Crash is in dlopen, exactly in initialization of global variable on assignment to std::string (constructor of Aclass type). From our testing it looks that any access to std library while ongoing initialization of library will result in crash.
We managed to remove crash by adding -fPIC flag to EXECUTABLE (why this resolved our problem, I thought it should be set for shared library, may anyone explain me that more precisely)? Unnecessary to my understanding this flag is problematic as it slow down application and in my case (low latency applications) it is quite problematic.
To summary:
1. Why this crash occur?
2. Why -fPIC flag is enough to resolve this crash?
3. Why it is enough to set -fPIC flag to executable?
4. Is it possible to resolve my problem in other way so shared library and client application could use different versions of libraries (like boost, ace etc, compiler, linux version and std libraries are guarantee to be same)?
5. Removing flag RTLD_DEEPBIND will fix crash too but from gcc man it looks that I should use this flag as it will change symbol scope order for shared library - first it will search symbols in local scope then in global - looks as must have for me as shared library will use different external libraries than executable (and dynamic loading will protect executable with polluting its symbol scope). Why removing this flag fix crash in this simple case?
Shared library dynLib.cpp:
#include <string>
class Aclass
{
std::string s;
s = "123";
}
Aclass a;
Exacutable main.cpp:
#include <stdlib.h>
#include <dlfcn.h>
#include <string>
#include <unistd.h>
#include <iostream>
int main()
{
std::string dummyCrasher;
dlerror();
void* handle = dlopen("./libdynLib.so", RTLD_LAZY | RTLD_LOCAL | RTLD_DEEPBIND);
if(!handle)
{
std::cout << "handle is null" << dlerror();
}
usleep(1000 * 1000 * 10);
}
Makefile: makefile
CXXFLAGS=-m32 -march=x86-64 -Wl,v -g -O3 -Wformat -Werror=format -c
CLINKFLAGS=-Wl,-Bstatic -Wl,Bdynamic -ldl -m32 -march=x86-64
all: dynLib.so dynamiclinking
dynLib.so: dynLib.o
g++44 $(CLINKFLAGS) -shared -o libdynLib.so dynLib.o
dynLib.o: dynLib.cpp
g++44 $(CXXFLAGS) dynLib.cpp
dynamiclinking: main.o
g++44 $(CLINKFLAGS) -o dynamiclinking main.o -ldl
main.o: main.cpp
g++44 (CXXFLAGS) main.cpp
.PHONY: clean
clean:
rm dynLib.o main.o dynamiclinking libdynLib.so
PS. I write that code by hand (could did some spell errors)
PS 2. with -fPIC flag it will work:
main.o: main.cpp
g++44 (CXXFLAGS) main.cpp -fPIC
UPDATE
It is possible to resolve this problem by static linkage of libstdc++. But still my questions are not answered :( Maybe someone have some time to look at it?
UPDATE2 Same problem occur on GCC 4.4.6 and 4.8.1.

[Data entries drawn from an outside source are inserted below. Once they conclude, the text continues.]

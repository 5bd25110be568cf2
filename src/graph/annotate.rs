//! Component status annotation

use super::ReportGraph;
use crate::config::{ReportConfig, ReportKind};
use crate::error::Result;
use crate::stage::Stage;
use crate::summary::{rendered_counts, MetricCounts, StatusRule, ValidationSummary};
use tracing::{debug, warn};

/// Apply every component's counts to its result node and box.
///
/// Components that are not pipeline stages have nothing to draw on and are
/// skipped with a warning.
pub fn annotate_components(
    graph: &mut ReportGraph,
    summary: &ValidationSummary,
    config: &ReportConfig,
) -> Result<()> {
    for (name, table) in &summary.components {
        let counts = rendered_counts("component", name, table)?;
        match name.parse::<Stage>() {
            Ok(stage) => apply_component(graph, stage, counts, config.status_rule, config.kind),
            Err(e) => warn!(component = %name, "skipping component: {}", e),
        }
    }
    Ok(())
}

/// Label, class and link one stage
pub fn apply_component(
    graph: &mut ReportGraph,
    stage: Stage,
    counts: &MetricCounts,
    rule: StatusRule,
    kind: ReportKind,
) {
    let status = rule.classify(counts);
    let link = kind.component_link(stage.name());
    debug!(stage = %stage, %status, pass = counts.cnt_pass, total = counts.total(), "annotate");

    if let Some(result) = graph.node_mut(&stage.result_id()) {
        result.text = Some(format!("{}\n{}", stage.name(), counts.ratio_label()));
        result.status = Some(status);
        result.html = Some(link.clone());
    }
    if let Some(stage_box) = graph.node_mut(&stage.box_id()) {
        stage_box.status = Some(status);
        stage_box.html = Some(link);
    }
}

#[cfg(test)]
mod tests {
    use super::*;
    use crate::graph::build_base_graph;
    use crate::summary::StatusClass;

    fn summary(json: &str) -> ValidationSummary {
        ValidationSummary::from_json_str(json).unwrap()
    }

    #[test]
    fn test_failed_component() {
        let mut graph = build_base_graph(ReportKind::Validation);
        let input = summary(
            r#"{"summary_callback_dict_component_metrics": {
                "sensing": {"FREQUENCY": {"cnt_pass": 8, "cnt_failed": 2, "cnt_not_measured": 0}}
            }}"#,
        );
        annotate_components(&mut graph, &input, &ReportConfig::default()).unwrap();

        let result = graph.node("sensing").unwrap();
        assert_eq!(result.text.as_deref(), Some("sensing\n8/10"));
        assert_eq!(result.status, Some(StatusClass::Failed));
        assert_eq!(result.html.as_deref(), Some("validate_callback/sensing/index.html"));

        let stage_box = graph.node("sensing_box").unwrap();
        assert_eq!(stage_box.status, Some(StatusClass::Failed));
        assert_eq!(stage_box.html.as_deref(), Some("validate_callback/sensing/index.html"));
    }

    #[test]
    fn test_labels_match_counts_for_every_stage() {
        let mut graph = build_base_graph(ReportKind::Validation);
        let mut input = ValidationSummary::default();
        for (i, stage) in Stage::ALL.iter().enumerate() {
            let mut table = crate::summary::MetricTable::new();
            table.insert(
                "FREQUENCY".to_string(),
                MetricCounts::new(i as u64 * 3, i as u64, 0),
            );
            input.components.insert(stage.name().to_string(), table);
        }
        annotate_components(&mut graph, &input, &ReportConfig::default()).unwrap();

        for (i, stage) in Stage::ALL.iter().enumerate() {
            let pass = i as u64 * 3;
            let total = pass + i as u64;
            let expected = format!("{}\n{}/{}", stage.name(), pass, total);
            assert_eq!(graph.node(stage.name()).unwrap().text.as_deref(), Some(expected.as_str()));
        }
    }

    #[test]
    fn test_not_measured_takes_precedence() {
        let mut graph = build_base_graph(ReportKind::Validation);
        let input = summary(
            r#"{"summary_callback_dict_component_metrics": {
                "planning": {"FREQUENCY": {"cnt_pass": 3, "cnt_failed": 4, "cnt_not_measured": 1}}
            }}"#,
        );
        annotate_components(&mut graph, &input, &ReportConfig::default()).unwrap();
        assert_eq!(graph.node("planning").unwrap().status, Some(StatusClass::NotMeasured));
        assert_eq!(graph.node("planning").unwrap().text.as_deref(), Some("planning\n3/7"));
    }

    #[test]
    fn test_legacy_rule_reproduces_always_pass() {
        let mut graph = build_base_graph(ReportKind::Legacy);
        let input = summary(
            r#"{"summary_callback_dict_component_metrics": {
                "planning": {"FREQUENCY": {"cnt_pass": 3, "cnt_failed": 4, "cnt_not_measured": 1}}
            }}"#,
        );
        let config = ReportConfig::new(ReportKind::Legacy).with_status_rule(StatusRule::LegacyAlwaysPass);
        annotate_components(&mut graph, &input, &config).unwrap();

        let planning = graph.node("planning").unwrap();
        assert_eq!(planning.status, Some(StatusClass::Pass));
        assert_eq!(planning.html.as_deref(), Some("callback/planning/index.html"));
    }

    #[test]
    fn test_unknown_component_skipped() {
        let mut graph = build_base_graph(ReportKind::Validation);
        let before = graph.clone();
        let input = summary(
            r#"{"summary_callback_dict_component_metrics": {
                "other": {"FREQUENCY": {"cnt_pass": 1, "cnt_failed": 1, "cnt_not_measured": 0}}
            }}"#,
        );
        annotate_components(&mut graph, &input, &ReportConfig::default()).unwrap();
        assert_eq!(graph, before);
    }

    #[test]
    fn test_untouched_stages_keep_placeholders() {
        let mut graph = build_base_graph(ReportKind::Validation);
        let input = summary(
            r#"{"summary_callback_dict_component_metrics": {
                "control": {"FREQUENCY": {"cnt_pass": 1, "cnt_failed": 0, "cnt_not_measured": 0}}
            }}"#,
        );
        annotate_components(&mut graph, &input, &ReportConfig::default()).unwrap();

        let vehicle = graph.node("vehicle").unwrap();
        assert_eq!(vehicle.text.as_deref(), Some("vehicle\n0/0"));
        assert!(vehicle.status.is_none());
        assert!(vehicle.html.is_none());
    }
}
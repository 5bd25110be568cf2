//! Error type shared by summary loading, graph construction and report output

use std::io;

pub type Result<T> = std::result::Result<T, Error>;

#[derive(Debug, thiserror::Error)]
pub enum Error {
    #[error(transparent)]
    Io(#[from] io::Error),

    #[error(transparent)]
    Json(#[from] serde_json::Error),

    /// The summary document does not have the expected shape
    #[error("malformed metrics summary: {message}")]
    MalformedSummary { message: String },

    /// A pair key that is not `<producer>-<consumer>` over known stages
    #[error("invalid component pair key '{key}': {reason}")]
    InvalidPairKey { key: String, reason: String },

    /// An element id that is already present in the graph
    #[error("duplicate graph element id '{id}'")]
    DuplicateElement { id: String },

    /// An edge endpoint that names no node
    #[error("edge '{edge}' references missing node '{node}'")]
    DanglingEdge { edge: String, node: String },
}

impl Error {
    pub fn malformed(message: impl Into<String>) -> Self {
        Error::MalformedSummary { message: message.into() }
    }

    pub fn invalid_pair(key: &str, reason: impl Into<String>) -> Self {
        Error::InvalidPairKey {
            key: key.to_string(),
            reason: reason.into(),
        }
    }
}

I think you are facing the same problem as in When we are supposed to use RTLD_DEEPBIND?, where the executable gets a copy of global variables:
well that's a wonderful feature of you building the main application without the -fPIC option.
[...]
This means that when the symbol is found in libdep.so, it gets copied into the initial data segment of the main executable at that address. Then the reference to duplicate in libdep.so is looked up and it points to the copy of the symbol that's in the main executable.
Due to RTLD_DEEPBIND, dynLib.so is seeing the wrong set of global variables from original libstdc++ when initializing std::string and thus crashes.
As for why the linker has such behavior, this article has a detailed explanation (emphasis mine):
Recall that the program/executable is not relocatable, and thus its data addresses have to bound at link time. Therefore, the linker has to create a copy of the variable in the program's address space, and the dynamic loader will use that as the relocation address. This is similar to the discussion in the previous section - in a sense, myglob in the main program overrides the one in the shared library, and according to the global symbol lookup rules, it's being used instead.
One final note: this behavior is platform-specific, at least on PowerPC there is no such additional copy of global variables in main executable.

Related

NVCC attempting to link unnecessary objects

I have a project that I'm working on making run with CUDA. For various reasons, it needs to compile an executable either with or without GTK support, without recompiling all of the associated files. Under C, I accomplished this by compiling a base version of the objects to *.o and a GTK version of the objects to *.gtk.o. Thus, I can link to that library and if it needs to use GTK it will pull in those functions (and their requirements); if it doesn't it won't touch those objects.
Converting to nvcc has caused some issues: it works in either always or never GTK mode; but if I compile the libraries with the additional GTK objects, it refuses to ignore them and link a GTKless executable. (It fails with errors about being unable to find the cairo functions I call.)
I'm guessing that nvcc is linking to (at least one of) its helper functions embedded in the object, which is causing the linker to resolve the entire object.
Running ar d <lib> <objects.gtk.o> to manually strip them from the library will "fix" the problem, so there isn't a real dependency there.
I'm compiling/linking with
/usr/local/cuda/bin/nvcc --compiler-options -Wall --compiler-options -pipe
-rdc=true -O0 -g -G -I inc -I inc/ext -arch compute_20 -o program
program.cu obs/external.o libs/base.a libs/extra.a libs/core.a -lm
How can I get nvcc to ignore the unneeded objects?
How can I get nvcc to ignore the unneeded objects?
Before you can achieve that, you need to understand which symbol is causing the *.gtk.o objects to be pulled in from the library when they shouldn't be.
The way to do that is to run link with -Wl,--print-map, and look for linker messages such as:
Archive member included because of file (symbol)
libfoo.a(foo.o) main.o (foo)
Above, main.o referenced foo, which is defined in libfoo.a(foo.o), which caused foo.o to be pulled in into the main binary.
Once you know which symbols cause xxxx.gtk.o to be pulled into the link, searching the web and/or NVidia documentation may reveal a way to get rid of them.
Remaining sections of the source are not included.